Saved entries:

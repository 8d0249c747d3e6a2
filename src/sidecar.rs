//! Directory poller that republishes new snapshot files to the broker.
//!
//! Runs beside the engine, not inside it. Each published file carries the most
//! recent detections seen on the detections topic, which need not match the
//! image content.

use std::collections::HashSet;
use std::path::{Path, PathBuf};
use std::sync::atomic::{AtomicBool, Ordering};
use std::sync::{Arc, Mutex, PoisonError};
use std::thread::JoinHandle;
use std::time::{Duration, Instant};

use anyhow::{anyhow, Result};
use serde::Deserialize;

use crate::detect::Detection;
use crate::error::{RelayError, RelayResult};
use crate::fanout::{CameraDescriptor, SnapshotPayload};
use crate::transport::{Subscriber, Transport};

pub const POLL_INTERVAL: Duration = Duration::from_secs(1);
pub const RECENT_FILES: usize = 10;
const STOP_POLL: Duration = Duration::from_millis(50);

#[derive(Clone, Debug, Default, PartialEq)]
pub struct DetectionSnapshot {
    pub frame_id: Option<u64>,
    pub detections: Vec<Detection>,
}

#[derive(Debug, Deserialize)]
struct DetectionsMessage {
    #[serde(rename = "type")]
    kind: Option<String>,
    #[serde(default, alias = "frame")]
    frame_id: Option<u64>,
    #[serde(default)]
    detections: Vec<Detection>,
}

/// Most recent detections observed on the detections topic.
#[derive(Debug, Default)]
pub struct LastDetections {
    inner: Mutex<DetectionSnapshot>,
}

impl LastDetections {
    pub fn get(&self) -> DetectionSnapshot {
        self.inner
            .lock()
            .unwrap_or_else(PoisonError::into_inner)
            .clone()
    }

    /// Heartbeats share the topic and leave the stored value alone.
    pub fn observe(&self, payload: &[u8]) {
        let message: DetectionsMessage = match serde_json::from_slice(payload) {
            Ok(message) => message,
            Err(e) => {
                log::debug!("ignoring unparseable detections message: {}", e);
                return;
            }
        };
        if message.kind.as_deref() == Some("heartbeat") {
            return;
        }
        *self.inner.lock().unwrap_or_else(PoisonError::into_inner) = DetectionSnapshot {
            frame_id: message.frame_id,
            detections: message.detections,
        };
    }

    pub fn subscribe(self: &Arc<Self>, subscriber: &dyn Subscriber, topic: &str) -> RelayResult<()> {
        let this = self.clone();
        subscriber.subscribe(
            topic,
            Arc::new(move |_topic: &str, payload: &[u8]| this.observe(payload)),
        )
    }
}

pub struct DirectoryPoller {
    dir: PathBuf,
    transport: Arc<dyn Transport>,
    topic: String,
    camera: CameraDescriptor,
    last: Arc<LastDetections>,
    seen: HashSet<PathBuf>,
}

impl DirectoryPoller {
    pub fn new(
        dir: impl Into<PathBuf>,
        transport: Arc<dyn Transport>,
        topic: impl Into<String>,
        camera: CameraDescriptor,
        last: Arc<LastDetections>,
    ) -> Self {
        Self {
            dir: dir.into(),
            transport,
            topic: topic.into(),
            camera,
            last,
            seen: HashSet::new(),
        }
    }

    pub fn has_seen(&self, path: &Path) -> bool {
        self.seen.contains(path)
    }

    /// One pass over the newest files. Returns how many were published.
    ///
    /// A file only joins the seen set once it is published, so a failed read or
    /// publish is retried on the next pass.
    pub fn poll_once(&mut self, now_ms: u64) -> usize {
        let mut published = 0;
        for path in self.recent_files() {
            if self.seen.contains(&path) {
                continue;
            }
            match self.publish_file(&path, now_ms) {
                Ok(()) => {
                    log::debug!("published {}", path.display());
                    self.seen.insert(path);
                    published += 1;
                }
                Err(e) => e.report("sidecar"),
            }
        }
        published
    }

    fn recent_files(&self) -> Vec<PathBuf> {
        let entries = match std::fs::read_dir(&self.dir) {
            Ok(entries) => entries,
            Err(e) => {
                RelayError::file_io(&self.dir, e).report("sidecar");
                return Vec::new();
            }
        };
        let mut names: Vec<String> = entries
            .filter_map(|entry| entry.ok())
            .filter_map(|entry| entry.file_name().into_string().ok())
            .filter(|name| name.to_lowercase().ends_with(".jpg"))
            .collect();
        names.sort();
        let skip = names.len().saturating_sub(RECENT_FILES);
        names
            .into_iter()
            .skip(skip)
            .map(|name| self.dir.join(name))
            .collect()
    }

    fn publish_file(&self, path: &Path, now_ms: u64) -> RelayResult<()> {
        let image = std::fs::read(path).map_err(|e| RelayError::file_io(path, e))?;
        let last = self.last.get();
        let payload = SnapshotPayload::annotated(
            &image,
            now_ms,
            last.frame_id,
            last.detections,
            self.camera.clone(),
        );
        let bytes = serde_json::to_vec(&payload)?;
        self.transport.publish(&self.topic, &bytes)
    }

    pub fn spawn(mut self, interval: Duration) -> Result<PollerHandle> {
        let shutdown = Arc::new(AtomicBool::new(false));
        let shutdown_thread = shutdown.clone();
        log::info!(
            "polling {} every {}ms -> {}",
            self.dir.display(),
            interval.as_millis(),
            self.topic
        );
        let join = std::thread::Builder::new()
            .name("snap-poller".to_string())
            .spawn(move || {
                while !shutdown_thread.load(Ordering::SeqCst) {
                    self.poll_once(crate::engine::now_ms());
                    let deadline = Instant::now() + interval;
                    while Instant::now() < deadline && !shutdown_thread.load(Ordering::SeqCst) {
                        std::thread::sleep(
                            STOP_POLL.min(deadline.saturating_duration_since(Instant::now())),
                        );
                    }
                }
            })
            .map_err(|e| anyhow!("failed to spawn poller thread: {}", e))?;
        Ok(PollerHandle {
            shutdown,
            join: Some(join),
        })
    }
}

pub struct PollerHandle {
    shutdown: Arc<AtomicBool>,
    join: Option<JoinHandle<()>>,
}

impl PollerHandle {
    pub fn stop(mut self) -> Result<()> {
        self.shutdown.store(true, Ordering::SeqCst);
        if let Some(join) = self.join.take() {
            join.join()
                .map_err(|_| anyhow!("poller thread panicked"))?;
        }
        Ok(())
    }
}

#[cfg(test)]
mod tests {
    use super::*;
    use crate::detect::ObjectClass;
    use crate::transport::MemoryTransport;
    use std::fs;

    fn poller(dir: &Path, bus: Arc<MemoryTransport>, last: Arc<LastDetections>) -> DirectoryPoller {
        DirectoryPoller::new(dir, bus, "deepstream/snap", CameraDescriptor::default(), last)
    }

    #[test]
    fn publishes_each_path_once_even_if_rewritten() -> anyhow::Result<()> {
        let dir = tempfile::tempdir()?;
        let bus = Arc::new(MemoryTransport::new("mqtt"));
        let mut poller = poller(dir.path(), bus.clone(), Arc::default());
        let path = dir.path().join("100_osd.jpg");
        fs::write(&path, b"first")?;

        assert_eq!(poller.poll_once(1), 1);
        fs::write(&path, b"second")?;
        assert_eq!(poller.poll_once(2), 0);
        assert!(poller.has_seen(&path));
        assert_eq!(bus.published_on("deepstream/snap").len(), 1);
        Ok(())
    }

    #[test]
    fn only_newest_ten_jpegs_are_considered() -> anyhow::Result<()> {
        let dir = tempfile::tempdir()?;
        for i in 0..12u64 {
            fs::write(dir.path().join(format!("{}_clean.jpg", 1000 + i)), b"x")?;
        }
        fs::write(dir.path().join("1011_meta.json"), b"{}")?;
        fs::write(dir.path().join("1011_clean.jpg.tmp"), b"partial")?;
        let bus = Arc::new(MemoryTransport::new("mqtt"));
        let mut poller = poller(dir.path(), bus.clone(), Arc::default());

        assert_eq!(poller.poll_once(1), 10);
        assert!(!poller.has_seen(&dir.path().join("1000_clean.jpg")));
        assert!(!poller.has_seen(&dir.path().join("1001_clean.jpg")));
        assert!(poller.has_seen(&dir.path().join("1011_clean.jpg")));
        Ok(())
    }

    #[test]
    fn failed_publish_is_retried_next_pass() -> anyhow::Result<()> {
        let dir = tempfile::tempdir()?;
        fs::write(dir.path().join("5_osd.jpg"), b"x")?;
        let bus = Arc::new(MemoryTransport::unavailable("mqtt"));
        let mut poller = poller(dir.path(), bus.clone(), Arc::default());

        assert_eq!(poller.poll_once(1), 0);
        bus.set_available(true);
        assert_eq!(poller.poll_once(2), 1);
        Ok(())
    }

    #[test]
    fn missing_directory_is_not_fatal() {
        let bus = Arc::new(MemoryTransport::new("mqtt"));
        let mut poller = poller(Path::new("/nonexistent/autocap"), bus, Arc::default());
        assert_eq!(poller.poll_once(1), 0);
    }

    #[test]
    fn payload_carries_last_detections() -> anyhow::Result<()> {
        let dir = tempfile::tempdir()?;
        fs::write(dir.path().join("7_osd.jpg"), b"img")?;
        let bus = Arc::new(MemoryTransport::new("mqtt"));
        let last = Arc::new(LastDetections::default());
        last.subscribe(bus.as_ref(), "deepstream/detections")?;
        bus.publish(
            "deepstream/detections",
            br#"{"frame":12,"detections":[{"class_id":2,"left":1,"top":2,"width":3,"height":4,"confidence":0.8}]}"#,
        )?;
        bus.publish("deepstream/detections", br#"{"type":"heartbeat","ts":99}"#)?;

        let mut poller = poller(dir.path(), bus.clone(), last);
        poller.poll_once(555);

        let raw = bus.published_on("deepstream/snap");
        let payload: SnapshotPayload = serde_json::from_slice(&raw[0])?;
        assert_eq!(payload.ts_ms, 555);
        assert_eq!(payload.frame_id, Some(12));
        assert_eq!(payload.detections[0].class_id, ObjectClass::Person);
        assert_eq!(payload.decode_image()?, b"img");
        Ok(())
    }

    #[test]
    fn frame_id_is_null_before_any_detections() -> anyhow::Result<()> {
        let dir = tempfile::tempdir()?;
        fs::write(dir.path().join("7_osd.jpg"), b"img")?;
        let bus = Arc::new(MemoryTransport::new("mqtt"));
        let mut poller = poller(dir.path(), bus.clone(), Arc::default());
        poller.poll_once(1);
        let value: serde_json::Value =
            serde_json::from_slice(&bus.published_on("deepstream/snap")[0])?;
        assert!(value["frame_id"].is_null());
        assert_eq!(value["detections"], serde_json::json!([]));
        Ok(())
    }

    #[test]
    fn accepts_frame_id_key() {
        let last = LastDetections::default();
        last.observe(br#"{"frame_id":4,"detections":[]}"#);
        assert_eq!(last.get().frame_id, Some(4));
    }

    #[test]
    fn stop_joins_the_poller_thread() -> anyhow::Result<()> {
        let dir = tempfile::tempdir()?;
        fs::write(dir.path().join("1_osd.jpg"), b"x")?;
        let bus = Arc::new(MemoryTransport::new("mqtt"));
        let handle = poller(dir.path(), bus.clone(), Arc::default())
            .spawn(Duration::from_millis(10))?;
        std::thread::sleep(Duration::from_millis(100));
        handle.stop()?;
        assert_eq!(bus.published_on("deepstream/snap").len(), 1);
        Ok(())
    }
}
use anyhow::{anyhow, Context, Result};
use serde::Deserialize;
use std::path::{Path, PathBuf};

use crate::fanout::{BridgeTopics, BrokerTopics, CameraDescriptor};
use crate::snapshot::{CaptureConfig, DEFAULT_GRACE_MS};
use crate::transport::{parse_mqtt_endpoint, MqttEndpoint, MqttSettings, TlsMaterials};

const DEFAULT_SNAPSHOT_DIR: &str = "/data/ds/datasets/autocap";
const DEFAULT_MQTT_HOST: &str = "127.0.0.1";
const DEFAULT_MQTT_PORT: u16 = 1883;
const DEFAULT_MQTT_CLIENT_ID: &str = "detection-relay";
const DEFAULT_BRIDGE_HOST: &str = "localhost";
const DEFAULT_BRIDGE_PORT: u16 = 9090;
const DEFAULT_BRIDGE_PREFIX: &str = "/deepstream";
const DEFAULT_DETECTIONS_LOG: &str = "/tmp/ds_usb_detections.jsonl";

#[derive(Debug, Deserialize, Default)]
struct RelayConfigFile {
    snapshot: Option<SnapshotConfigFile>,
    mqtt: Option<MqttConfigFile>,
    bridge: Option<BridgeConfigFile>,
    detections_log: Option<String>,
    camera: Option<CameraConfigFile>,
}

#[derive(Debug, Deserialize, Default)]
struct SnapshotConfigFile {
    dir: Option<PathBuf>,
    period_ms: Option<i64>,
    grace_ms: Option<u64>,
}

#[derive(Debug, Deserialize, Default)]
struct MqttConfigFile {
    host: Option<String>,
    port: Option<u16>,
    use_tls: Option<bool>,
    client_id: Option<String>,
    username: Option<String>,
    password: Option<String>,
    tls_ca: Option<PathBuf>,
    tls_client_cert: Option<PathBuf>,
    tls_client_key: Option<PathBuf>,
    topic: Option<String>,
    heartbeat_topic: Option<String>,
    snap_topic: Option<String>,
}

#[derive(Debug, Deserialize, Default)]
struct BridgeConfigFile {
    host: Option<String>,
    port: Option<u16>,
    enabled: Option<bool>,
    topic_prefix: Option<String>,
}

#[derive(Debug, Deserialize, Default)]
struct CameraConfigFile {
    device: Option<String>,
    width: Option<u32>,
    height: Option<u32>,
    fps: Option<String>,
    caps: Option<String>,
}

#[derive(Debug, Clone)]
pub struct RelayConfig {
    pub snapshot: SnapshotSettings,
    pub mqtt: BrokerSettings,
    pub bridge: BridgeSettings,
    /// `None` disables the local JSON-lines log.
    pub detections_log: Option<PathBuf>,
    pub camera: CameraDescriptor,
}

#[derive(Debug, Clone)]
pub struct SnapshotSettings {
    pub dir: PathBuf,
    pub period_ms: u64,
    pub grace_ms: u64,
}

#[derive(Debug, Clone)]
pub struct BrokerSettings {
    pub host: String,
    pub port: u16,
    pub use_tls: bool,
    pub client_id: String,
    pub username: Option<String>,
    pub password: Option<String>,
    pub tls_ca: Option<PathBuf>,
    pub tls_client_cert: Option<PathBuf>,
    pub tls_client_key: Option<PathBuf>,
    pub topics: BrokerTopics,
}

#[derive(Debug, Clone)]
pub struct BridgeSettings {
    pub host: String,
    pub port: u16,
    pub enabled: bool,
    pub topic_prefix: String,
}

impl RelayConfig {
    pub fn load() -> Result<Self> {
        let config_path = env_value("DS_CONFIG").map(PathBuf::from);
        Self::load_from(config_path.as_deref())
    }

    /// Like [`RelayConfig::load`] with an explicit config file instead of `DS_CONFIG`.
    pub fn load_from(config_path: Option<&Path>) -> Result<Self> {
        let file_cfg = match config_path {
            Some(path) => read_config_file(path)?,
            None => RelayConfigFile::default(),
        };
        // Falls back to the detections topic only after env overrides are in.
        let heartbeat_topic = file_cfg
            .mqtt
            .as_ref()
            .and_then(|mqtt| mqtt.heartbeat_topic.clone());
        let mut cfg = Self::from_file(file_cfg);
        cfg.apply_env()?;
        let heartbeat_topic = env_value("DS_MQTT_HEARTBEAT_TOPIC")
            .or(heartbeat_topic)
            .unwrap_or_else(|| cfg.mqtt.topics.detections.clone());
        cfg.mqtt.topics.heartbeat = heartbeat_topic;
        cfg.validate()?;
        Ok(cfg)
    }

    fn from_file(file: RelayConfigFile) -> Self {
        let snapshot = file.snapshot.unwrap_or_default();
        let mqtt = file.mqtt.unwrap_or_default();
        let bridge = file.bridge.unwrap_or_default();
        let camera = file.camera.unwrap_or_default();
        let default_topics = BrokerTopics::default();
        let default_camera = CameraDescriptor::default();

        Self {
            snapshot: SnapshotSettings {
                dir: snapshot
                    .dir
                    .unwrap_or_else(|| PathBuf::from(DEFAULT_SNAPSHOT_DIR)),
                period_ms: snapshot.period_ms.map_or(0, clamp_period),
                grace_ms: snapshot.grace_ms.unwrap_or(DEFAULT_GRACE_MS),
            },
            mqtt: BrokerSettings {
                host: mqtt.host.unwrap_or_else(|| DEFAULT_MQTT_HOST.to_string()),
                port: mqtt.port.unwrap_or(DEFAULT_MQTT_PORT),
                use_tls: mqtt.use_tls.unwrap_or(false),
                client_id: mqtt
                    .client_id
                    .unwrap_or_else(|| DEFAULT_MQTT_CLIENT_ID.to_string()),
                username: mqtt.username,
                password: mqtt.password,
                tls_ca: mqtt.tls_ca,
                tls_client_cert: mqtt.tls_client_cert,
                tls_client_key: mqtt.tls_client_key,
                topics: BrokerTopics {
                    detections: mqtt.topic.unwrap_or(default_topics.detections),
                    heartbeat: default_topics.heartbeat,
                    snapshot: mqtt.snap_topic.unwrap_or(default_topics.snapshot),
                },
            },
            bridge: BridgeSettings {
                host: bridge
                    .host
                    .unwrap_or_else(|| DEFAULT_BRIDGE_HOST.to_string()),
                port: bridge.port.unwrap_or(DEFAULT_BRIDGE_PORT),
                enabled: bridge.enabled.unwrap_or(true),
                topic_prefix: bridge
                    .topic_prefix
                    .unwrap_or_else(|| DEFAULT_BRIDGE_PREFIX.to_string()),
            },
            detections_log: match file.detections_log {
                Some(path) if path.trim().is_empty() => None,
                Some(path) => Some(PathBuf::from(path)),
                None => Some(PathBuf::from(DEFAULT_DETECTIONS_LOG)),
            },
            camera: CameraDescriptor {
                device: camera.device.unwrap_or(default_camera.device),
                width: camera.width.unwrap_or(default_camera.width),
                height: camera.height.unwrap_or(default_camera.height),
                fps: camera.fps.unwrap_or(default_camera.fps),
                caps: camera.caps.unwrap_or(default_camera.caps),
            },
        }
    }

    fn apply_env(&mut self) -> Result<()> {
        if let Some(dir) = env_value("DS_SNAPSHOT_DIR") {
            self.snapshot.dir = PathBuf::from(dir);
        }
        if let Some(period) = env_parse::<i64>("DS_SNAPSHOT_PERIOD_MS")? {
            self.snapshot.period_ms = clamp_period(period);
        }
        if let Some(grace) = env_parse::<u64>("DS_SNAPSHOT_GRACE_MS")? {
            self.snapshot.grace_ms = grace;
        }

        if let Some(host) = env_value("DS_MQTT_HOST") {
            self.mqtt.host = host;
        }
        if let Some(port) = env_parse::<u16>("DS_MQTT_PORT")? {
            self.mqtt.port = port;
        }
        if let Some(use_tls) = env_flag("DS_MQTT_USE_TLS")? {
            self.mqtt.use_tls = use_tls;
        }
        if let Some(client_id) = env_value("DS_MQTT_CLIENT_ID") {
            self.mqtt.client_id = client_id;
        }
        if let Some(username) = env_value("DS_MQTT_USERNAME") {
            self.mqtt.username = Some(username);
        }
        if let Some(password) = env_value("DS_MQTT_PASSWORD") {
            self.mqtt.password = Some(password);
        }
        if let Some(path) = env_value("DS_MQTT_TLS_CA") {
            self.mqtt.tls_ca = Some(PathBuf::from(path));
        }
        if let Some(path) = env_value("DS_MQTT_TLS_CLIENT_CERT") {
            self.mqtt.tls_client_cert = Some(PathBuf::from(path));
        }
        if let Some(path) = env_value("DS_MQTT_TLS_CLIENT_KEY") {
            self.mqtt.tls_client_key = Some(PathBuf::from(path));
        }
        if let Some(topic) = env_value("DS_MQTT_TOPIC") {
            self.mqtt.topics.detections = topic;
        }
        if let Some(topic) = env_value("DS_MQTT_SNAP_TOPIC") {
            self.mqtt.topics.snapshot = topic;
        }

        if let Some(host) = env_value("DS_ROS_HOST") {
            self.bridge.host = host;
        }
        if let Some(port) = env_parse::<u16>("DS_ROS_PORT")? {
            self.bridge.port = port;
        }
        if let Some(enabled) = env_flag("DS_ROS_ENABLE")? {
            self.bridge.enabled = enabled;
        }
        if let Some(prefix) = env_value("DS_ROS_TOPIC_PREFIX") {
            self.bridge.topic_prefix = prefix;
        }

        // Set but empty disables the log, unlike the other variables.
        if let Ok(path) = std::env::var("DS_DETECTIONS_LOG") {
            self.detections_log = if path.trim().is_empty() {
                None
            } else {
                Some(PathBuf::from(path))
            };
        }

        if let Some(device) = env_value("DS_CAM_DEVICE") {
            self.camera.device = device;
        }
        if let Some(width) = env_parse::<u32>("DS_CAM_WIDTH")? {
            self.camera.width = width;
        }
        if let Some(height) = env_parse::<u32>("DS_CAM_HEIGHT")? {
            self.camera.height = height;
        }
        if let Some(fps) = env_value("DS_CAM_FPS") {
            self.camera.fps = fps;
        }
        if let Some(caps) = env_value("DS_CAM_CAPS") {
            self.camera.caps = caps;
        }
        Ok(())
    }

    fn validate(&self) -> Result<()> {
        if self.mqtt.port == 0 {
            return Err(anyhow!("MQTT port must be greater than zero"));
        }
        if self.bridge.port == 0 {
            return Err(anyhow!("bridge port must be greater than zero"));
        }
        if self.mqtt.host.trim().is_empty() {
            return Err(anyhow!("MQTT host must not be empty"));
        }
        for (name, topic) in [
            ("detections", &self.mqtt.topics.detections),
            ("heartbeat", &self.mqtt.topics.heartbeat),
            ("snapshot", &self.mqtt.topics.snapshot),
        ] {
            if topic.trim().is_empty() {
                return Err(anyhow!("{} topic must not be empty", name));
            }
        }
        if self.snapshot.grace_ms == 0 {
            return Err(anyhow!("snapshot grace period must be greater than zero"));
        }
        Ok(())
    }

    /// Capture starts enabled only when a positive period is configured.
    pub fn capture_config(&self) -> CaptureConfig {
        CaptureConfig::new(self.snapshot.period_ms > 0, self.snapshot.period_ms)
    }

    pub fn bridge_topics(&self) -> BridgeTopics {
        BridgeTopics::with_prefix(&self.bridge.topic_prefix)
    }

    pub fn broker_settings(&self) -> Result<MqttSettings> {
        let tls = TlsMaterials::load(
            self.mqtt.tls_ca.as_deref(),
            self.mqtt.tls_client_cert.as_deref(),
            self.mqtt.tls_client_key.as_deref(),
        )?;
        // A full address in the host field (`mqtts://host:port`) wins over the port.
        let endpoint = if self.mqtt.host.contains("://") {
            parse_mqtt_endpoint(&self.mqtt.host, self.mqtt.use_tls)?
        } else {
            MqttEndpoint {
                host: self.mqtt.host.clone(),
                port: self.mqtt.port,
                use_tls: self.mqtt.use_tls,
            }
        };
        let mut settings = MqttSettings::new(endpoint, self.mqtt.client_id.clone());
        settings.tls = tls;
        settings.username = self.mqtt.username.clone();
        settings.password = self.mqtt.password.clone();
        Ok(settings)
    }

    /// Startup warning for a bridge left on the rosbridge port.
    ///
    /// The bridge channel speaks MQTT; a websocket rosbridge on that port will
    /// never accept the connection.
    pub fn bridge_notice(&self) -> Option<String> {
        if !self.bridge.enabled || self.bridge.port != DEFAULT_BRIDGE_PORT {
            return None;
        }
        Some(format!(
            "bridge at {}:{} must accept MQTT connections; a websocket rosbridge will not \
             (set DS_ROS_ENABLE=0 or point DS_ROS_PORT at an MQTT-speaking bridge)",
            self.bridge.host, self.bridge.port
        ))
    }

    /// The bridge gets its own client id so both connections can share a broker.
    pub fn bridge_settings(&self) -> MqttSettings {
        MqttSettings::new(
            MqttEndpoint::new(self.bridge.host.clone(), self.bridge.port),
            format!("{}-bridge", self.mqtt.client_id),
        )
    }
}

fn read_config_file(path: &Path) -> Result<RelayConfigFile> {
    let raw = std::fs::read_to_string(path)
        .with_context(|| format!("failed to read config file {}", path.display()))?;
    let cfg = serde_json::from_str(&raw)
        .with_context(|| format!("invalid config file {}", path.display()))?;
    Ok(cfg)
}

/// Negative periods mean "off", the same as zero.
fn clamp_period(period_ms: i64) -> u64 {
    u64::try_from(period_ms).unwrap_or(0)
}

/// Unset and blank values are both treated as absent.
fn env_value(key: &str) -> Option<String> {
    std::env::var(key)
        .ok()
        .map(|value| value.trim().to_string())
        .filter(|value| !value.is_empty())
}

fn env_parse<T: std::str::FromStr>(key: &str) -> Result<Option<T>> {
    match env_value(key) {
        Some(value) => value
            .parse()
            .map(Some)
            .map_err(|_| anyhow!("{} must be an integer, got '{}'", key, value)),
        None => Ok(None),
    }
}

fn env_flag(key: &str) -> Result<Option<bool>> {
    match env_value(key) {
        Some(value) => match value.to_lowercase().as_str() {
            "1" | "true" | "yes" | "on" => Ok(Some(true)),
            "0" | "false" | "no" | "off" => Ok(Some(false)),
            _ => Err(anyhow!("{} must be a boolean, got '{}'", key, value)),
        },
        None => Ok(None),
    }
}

---

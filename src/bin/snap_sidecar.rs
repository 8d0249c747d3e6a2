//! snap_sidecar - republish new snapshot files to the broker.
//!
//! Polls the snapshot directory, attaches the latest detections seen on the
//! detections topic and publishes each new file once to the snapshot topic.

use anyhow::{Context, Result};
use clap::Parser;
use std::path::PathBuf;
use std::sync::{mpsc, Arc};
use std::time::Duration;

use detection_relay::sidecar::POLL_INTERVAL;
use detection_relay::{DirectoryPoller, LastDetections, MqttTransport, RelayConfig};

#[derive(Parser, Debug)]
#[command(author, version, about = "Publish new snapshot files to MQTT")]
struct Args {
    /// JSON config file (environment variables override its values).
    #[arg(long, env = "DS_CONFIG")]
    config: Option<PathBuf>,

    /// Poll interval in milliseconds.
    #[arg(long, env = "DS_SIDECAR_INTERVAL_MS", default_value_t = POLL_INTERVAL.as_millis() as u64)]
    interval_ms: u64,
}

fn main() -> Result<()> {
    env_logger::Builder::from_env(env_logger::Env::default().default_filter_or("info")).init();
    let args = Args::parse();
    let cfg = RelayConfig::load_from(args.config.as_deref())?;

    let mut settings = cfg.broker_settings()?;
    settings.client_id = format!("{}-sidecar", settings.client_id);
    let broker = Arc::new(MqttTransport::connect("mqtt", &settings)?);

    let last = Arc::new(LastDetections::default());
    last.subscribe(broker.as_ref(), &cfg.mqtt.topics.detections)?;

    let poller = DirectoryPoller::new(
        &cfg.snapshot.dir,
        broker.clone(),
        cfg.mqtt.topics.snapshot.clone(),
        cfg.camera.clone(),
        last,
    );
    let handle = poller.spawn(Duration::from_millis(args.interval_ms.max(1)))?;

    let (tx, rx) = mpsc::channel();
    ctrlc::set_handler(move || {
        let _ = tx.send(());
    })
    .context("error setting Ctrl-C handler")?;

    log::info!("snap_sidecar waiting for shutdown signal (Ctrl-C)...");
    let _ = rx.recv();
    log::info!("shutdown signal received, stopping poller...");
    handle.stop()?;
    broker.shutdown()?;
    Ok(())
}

WHAT THE EXERCISE ASKS —
Each line in the data that holds the string "TlsMaterials" needs to be copied.

SOLUTION FOR THIS EXERCISE —
use crate::transport::{parse_mqtt_endpoint, MqttEndpoint, MqttSettings, TlsMaterials};
        let tls = TlsMaterials::load(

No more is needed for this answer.